Go line by line through the data below and count those that hold "Gender". Return only the number.

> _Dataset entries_
------------------------------------------------------------

// ABOUTME: Criterion benchmarks for the curriculum tiler and energy engine
// ABOUTME: Measures curriculum projection per membership tier and daily budget computation
//
// SPDX-License-Identifier: MIT OR Apache-2.0
// Copyright (c) 2025 ELSA Coaching

//! Criterion benchmarks for the coaching rule engine.
//!
//! Measures complete curriculum projection for each membership tier, the
//! daily energy budget, and calendar location.

#![allow(clippy::missing_docs_in_private_items, clippy::unwrap_used, missing_docs)]

use chrono::{Duration, TimeZone, Utc};
use criterion::{black_box, criterion_group, criterion_main, BenchmarkId, Criterion, Throughput};
use elsa_coach::intelligence::calendar::locate;
use elsa_coach::intelligence::catalog::{InMemoryCatalog, PlanCatalog};
use elsa_coach::intelligence::config::CoachingConfig;
use elsa_coach::intelligence::{curriculum, energy};
use elsa_coach::models::{
    CyclingIntensity, Gender, PhysicalIntensity, PlanBucket, PlanEntry, Profile, SportsGoal,
    SportsLevel,
};

fn bucket() -> PlanBucket {
    PlanBucket::new(Gender::Male, SportsLevel::Intermediate, SportsGoal::Performance)
}

/// Four-week base cycle: cycling five days a week, gym three
fn seeded_catalog() -> InMemoryCatalog {
    let mut catalog = InMemoryCatalog::new();
    for week in 1..=4 {
        for day in 1..=5 {
            let minutes = 45.0 + 5.0 * f64::from(day);
            catalog = catalog
                .try_with_plan(
                    PlanEntry::cycling(week, day, minutes, CyclingIntensity::Moderate, "Ride")
                        .for_bucket(bucket()),
                )
                .unwrap();
        }
        for day in [2, 4, 6] {
            catalog = catalog
                .try_with_plan(
                    PlanEntry::physical(week, day, 50.0, PhysicalIntensity::Strong, "Gym")
                        .for_bucket(bucket()),
                )
                .unwrap();
        }
    }
    catalog
}

fn profile() -> Profile {
    Profile::new(Gender::Male, SportsLevel::Intermediate, SportsGoal::Performance)
        .with_biometrics(29, 178.0, 74.0, 77.0)
}

fn bench_complete_curriculum(c: &mut Criterion) {
    let mut group = c.benchmark_group("complete_curriculum");
    let catalog = seeded_catalog();
    let config = CoachingConfig::default();
    let profile = profile();

    for months in [3_u32, 6, 12] {
        group.throughput(Throughput::Elements(u64::from(months * 4)));
        group.bench_with_input(BenchmarkId::new("months", months), &months, |b, &months| {
            b.iter(|| {
                curriculum::build(
                    black_box(&profile),
                    black_box(months),
                    &catalog,
                    &config,
                )
                .unwrap()
            });
        });
    }

    group.finish();
}

fn bench_daily_energy(c: &mut Criterion) {
    let catalog = seeded_catalog();
    let config = CoachingConfig::default();
    let biometrics = profile().biometrics().unwrap();
    let sessions = catalog.find_sessions(&bucket(), 2, 3);

    c.bench_function("energy_compute_for", |b| {
        b.iter(|| energy::compute_for(black_box(&biometrics), black_box(&sessions), &config));
    });
}

fn bench_locate(c: &mut Criterion) {
    let start = Utc.with_ymd_and_hms(2025, 1, 6, 0, 0, 0).unwrap();
    let now = start + Duration::days(200) + Duration::hours(13);

    c.bench_function("calendar_locate", |b| {
        b.iter(|| locate(black_box(Some(start)), black_box(now)));
    });
}

criterion_group!(
    benches,
    bench_complete_curriculum,
    bench_daily_energy,
    bench_locate
);
criterion_main!(benches);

------------------------------------------------------------

> _Task answer_
3